Squash Blossom is at once an objective interpretation of blossoms as well as a meditation on form and color. It is this near abstraction that evokes the mystical and spiritual qualities, which O'Keeffe associated with her flowers and which are the source of their strength. Whereas many Modernists such as Charles Sheeler and John Marin turned to the industrial sector for guidance and inspiration in subject matter, O'Keeffe embraced the natural world. "O'Keeffe's work, a counter-response to technology, was soft, voluptuous and intimate. Full of rapturous colors and yielding surfaces, it furnishes a sense of astonishing discovery...Though the work is explicitly feminine, it is convincingly and triumphantly powerful, a combination that had not before existed."(Georgia O'Keeffe: A Life, p. 278)

The present work is an image of an efflorescent flower. The petals and leaves curl and twist over each other, transforming the bloomed flower into rhapsodic forms. The curves of the petals and leaves are transformed into expanses of delicately modulated color. O'Keeffe also brilliantly uses color to heighten the construction of the composition. In Squash Blossom, she balances the vibrant orange and yellow colors of the flower by setting it against a flat, ambiguous background which modulates from peach to dark crimson. This removes all sense of distance and space from the composition. She magnifies the flower forcing the leaves and petals to the edges of the canvas and cropping them, simplifying the flower into forms and patterns. The magnified and cropped flowers, vibrant colors and flattened background add to the heightened reality of the blossoms which are transformed by the artist from a commonplace flower into something more insistent and even profound.

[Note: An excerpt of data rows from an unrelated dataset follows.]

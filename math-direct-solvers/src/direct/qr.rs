//! QR decomposition via Householder reflections
//!
//! Two operation modes share the same reflection sweep:
//! - **full** ([`qr_decompose`]): `A = Q R` with `Q` orthogonal (m x m) and
//!   `R` upper triangular (m x n);
//! - **solve** ([`qr_solve_least_squares`]): the reflections are applied to
//!   the right-hand side instead of being accumulated into `Q`, followed by
//!   back substitution. This yields the least-squares solution of `A x = b`.
//!
//! Column `k` is reflected with `u = a_k + sign(r_kk) ||a_k|| e_1`, where the
//! sign matches the current diagonal entry to avoid cancellation. A zero
//! diagonal entry uses the positive sign.

use crate::error::{DirectError, Result, ensure_len};
use crate::traits::RealField;
use crate::triangular::backward_substitute;
use ndarray::{Array1, Array2, ArrayViewMut1, Axis, s};

/// QR factorization result (`A = Q R`)
#[derive(Debug, Clone)]
pub struct QrDecomposition<T: RealField> {
    /// Orthogonal factor (m x m)
    pub q: Array2<T>,
    /// Upper triangular factor (m x n)
    pub r: Array2<T>,
}

impl<T: RealField> QrDecomposition<T> {
    /// Least-squares solve with the stored factors: `R x = Q^T b`
    pub fn solve(&self, b: &Array1<T>) -> Result<Array1<T>> {
        ensure_len(self.q.nrows(), b.len())?;
        let n = self.r.ncols();
        if let Some(column) = (0..n).find(|&k| self.r[[k, k]] == T::zero()) {
            return Err(DirectError::RankDeficient { column });
        }
        let c = self.q.t().dot(b);
        backward_substitute(&self.r, &c)
    }
}

/// Householder vector for column `k` of `r`, embedded in an m-vector
///
/// Returns the vector together with its squared norm; the norm is zero when
/// the sub-column `r[k.., k]` vanishes.
fn householder_vector<T: RealField>(r: &Array2<T>, k: usize) -> (Array1<T>, T) {
    let m = r.nrows();
    let ak = r.slice(s![k.., k]);
    let norm_ak = ak.dot(&ak).sqrt();

    let mut u = Array1::zeros(m);
    u.slice_mut(s![k..]).assign(&ak);
    u[k] += r[[k, k]].sign_or_one() * norm_ak;

    let norm_sqr = u.dot(&u);
    (u, norm_sqr)
}

/// Apply `H = I - 2 u u^T / (u^T u)` to a single vector in place
fn reflect<T: RealField>(v: &mut ArrayViewMut1<'_, T>, u: &Array1<T>, scale: T) {
    let proj = u.dot(&*v);
    if proj != T::zero() {
        v.scaled_add(-(scale * proj), u);
    }
}

/// Apply `H` from the left to every column of `r`
fn reflect_columns<T: RealField>(r: &mut Array2<T>, u: &Array1<T>, scale: T) {
    for mut column in r.axis_iter_mut(Axis(1)) {
        reflect(&mut column, u, scale);
    }
}

/// Compute the full QR decomposition of an m x n matrix (m >= n)
///
/// A column whose remaining sub-vector is already zero is skipped: it needs
/// no reflection and `R` keeps a zero on that diagonal entry.
pub fn qr_decompose<T: RealField>(a: &Array2<T>) -> Result<QrDecomposition<T>> {
    let (m, n) = a.dim();
    if m < n {
        return Err(DirectError::Underdetermined { rows: m, cols: n });
    }

    let two = T::one() + T::one();
    let mut r = a.clone();
    let mut q: Array2<T> = Array2::eye(m);

    for k in 0..n {
        let (u, norm_sqr) = householder_vector(&r, k);
        if norm_sqr == T::zero() {
            log::debug!("QR: column {} already zero below the diagonal", k);
            continue;
        }
        let scale = two / norm_sqr;
        reflect_columns(&mut r, &u, scale);

        // Q <- Q H, i.e. reflect every row of Q
        for mut row in q.axis_iter_mut(Axis(0)) {
            reflect(&mut row, &u, scale);
        }
    }

    Ok(QrDecomposition { q, r })
}

/// Least-squares solution of `A x = b` for an m x n matrix (m >= n)
///
/// Minimizes `||A x - b||_2` without forming `Q`. Fails with
/// [`DirectError::RankDeficient`] when a column's Householder vector
/// vanishes, since `R` would then have a zero on its diagonal.
pub fn qr_solve_least_squares<T: RealField>(a: &Array2<T>, b: &Array1<T>) -> Result<Array1<T>> {
    let (m, n) = a.dim();
    if m < n {
        return Err(DirectError::Underdetermined { rows: m, cols: n });
    }
    ensure_len(m, b.len())?;

    let two = T::one() + T::one();
    let mut r = a.clone();
    let mut c = b.clone();

    for k in 0..n {
        let (u, norm_sqr) = householder_vector(&r, k);
        if norm_sqr == T::zero() {
            log::debug!("QR solve: vanishing Householder vector in column {}", k);
            return Err(DirectError::RankDeficient { column: k });
        }
        let scale = two / norm_sqr;
        reflect_columns(&mut r, &u, scale);
        reflect(&mut c.view_mut(), &u, scale);
    }

    backward_substitute(&r, &c)
}

#[cfg(test)]
mod tests {
    use super::*;
    use approx::assert_relative_eq;
    use ndarray::array;

    fn assert_qr_valid(a: &Array2<f64>, qr: &QrDecomposition<f64>) {
        let (m, n) = a.dim();
        assert_eq!(qr.q.dim(), (m, m));
        assert_eq!(qr.r.dim(), (m, n));

        let reconstructed = qr.q.dot(&qr.r);
        for i in 0..m {
            for j in 0..n {
                assert_relative_eq!(reconstructed[[i, j]], a[[i, j]], epsilon = 1e-10);
                if i > j {
                    assert_relative_eq!(qr.r[[i, j]], 0.0, epsilon = 1e-10);
                }
            }
        }

        let qtq = qr.q.t().dot(&qr.q);
        for i in 0..m {
            for j in 0..m {
                let expected = if i == j { 1.0 } else { 0.0 };
                assert_relative_eq!(qtq[[i, j]], expected, epsilon = 1e-12);
            }
        }
    }

    #[test]
    fn test_qr_square() {
        let a = array![[12.0_f64, -51.0, 4.0], [6.0, 167.0, -68.0], [-4.0, 24.0, -41.0]];

        let qr = qr_decompose(&a).expect("QR should succeed");

        assert_qr_valid(&a, &qr);
        assert_relative_eq!(qr.r[[0, 0]].abs(), 14.0, epsilon = 1e-10);
        assert_relative_eq!(qr.r[[1, 1]].abs(), 175.0, epsilon = 1e-10);
        assert_relative_eq!(qr.r[[2, 2]].abs(), 35.0, epsilon = 1e-10);
    }

    #[test]
    fn test_qr_tall() {
        let a = array![[1.0_f64, 0.0], [1.0, 1.0], [1.0, 2.0], [1.0, 3.5]];

        let qr = qr_decompose(&a).expect("QR should succeed");

        assert_qr_valid(&a, &qr);
    }

    #[test]
    fn test_qr_zero_diagonal_entry() {
        // a[0,0] == 0 must still give a proper reflection
        let a = array![[0.0_f64, 1.0], [3.0, 1.0], [4.0, 2.0]];

        let qr = qr_decompose(&a).expect("QR should succeed");

        assert_qr_valid(&a, &qr);
        assert_relative_eq!(qr.r[[0, 0]].abs(), 5.0, epsilon = 1e-12);
    }

    #[test]
    fn test_qr_skips_zero_column() {
        let a = array![[1.0_f64, 0.0, 2.0], [2.0, 0.0, 1.0], [3.0, 0.0, 5.0]];

        let qr = qr_decompose(&a).expect("QR should succeed");

        assert_qr_valid(&a, &qr);
        assert!(matches!(
            qr.solve(&array![1.0, 1.0, 1.0]),
            Err(DirectError::RankDeficient { column: 1 })
        ));
    }

    #[test]
    fn test_qr_least_squares_line() {
        // Fit y = c0 + c1 x to (0,1), (1,2), (2,4)
        let a = array![[1.0_f64, 0.0], [1.0, 1.0], [1.0, 2.0]];
        let b = array![1.0_f64, 2.0, 4.0];

        let x = qr_solve_least_squares(&a, &b).expect("least squares should succeed");

        assert_relative_eq!(x[0], 5.0 / 6.0, epsilon = 1e-12);
        assert_relative_eq!(x[1], 1.5, epsilon = 1e-12);

        let qr = qr_decompose(&a).unwrap();
        let x_full = qr.solve(&b).unwrap();
        assert_relative_eq!(x_full[0], x[0], epsilon = 1e-12);
        assert_relative_eq!(x_full[1], x[1], epsilon = 1e-12);
    }

    #[test]
    fn test_qr_solve_square_exact() {
        let a = array![[-2.0_f64, 5.0, 1.0], [0.0, 8.0, -7.0], [9.0, -4.0, -3.0]];
        let b = array![1.0_f64, 1.0, 1.0];

        let x = qr_solve_least_squares(&a, &b).unwrap();

        let ax = a.dot(&x);
        for i in 0..3 {
            assert_relative_eq!(ax[i], b[i], epsilon = 1e-12);
        }
    }

    #[test]
    fn test_qr_rank_deficient_solve() {
        let a = array![[1.0_f64, 0.0], [1.0, 0.0], [1.0, 0.0]];
        let b = array![1.0_f64, 2.0, 3.0];

        assert_eq!(
            qr_solve_least_squares(&a, &b).unwrap_err(),
            DirectError::RankDeficient { column: 1 }
        );
    }

    #[test]
    fn test_qr_underdetermined() {
        let a = array![[1.0_f64, 2.0, 3.0], [4.0, 5.0, 6.0]];

        assert!(matches!(
            qr_decompose(&a),
            Err(DirectError::Underdetermined { rows: 2, cols: 3 })
        ));
        assert!(matches!(
            qr_solve_least_squares(&a, &array![1.0, 2.0]),
            Err(DirectError::Underdetermined { .. })
        ));
    }
}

Although Squash Blossom is smaller than O'Keeffe's large-scale canvases of flowers, its size is typical of her earliest floral paintings. On a more intimate scale, the smaller works, through the ingenious manipulation of color, form and composition, carry as powerful a visual impact as the larger floral paintings. By magnifying a small, traditionally feminine subject, O'Keeffe creates a bold abstraction. Much has been written about O'Keeffe's relationship with Stieglitz and the influence each had on the other's work and it is likely that photography--both Stieglitz's and others--had some impact on her paintings. O'Keeffe employed the photographic techniques of the detailed close-up and magnified image, as well as of the cropped edges of the picture plane.

O'Keeffe applied Modernist aesthetics to natural forms as a way of drawing the viewer's attention to their often unappreciated beauty. It is one of her lasting achievements that she could at once convey in a flower the intimate and the monumental, and to transform one of nature's most delicate objects into a powerful artistic statement.

Squash Blossom and the succeeding lot, Squash Blossom No. II, were gifts from the artist to the father of the present owner. Peter Bayle owned Costamp Metal Company in New York and created frames for the artist. The present lot is accompanied by copies of letters from O'Keeffe to Bayle including orders for frames, references to bills as well as holiday and greeting cards.

The present work retains an oil sketch of Lake George, New York, on the reverse.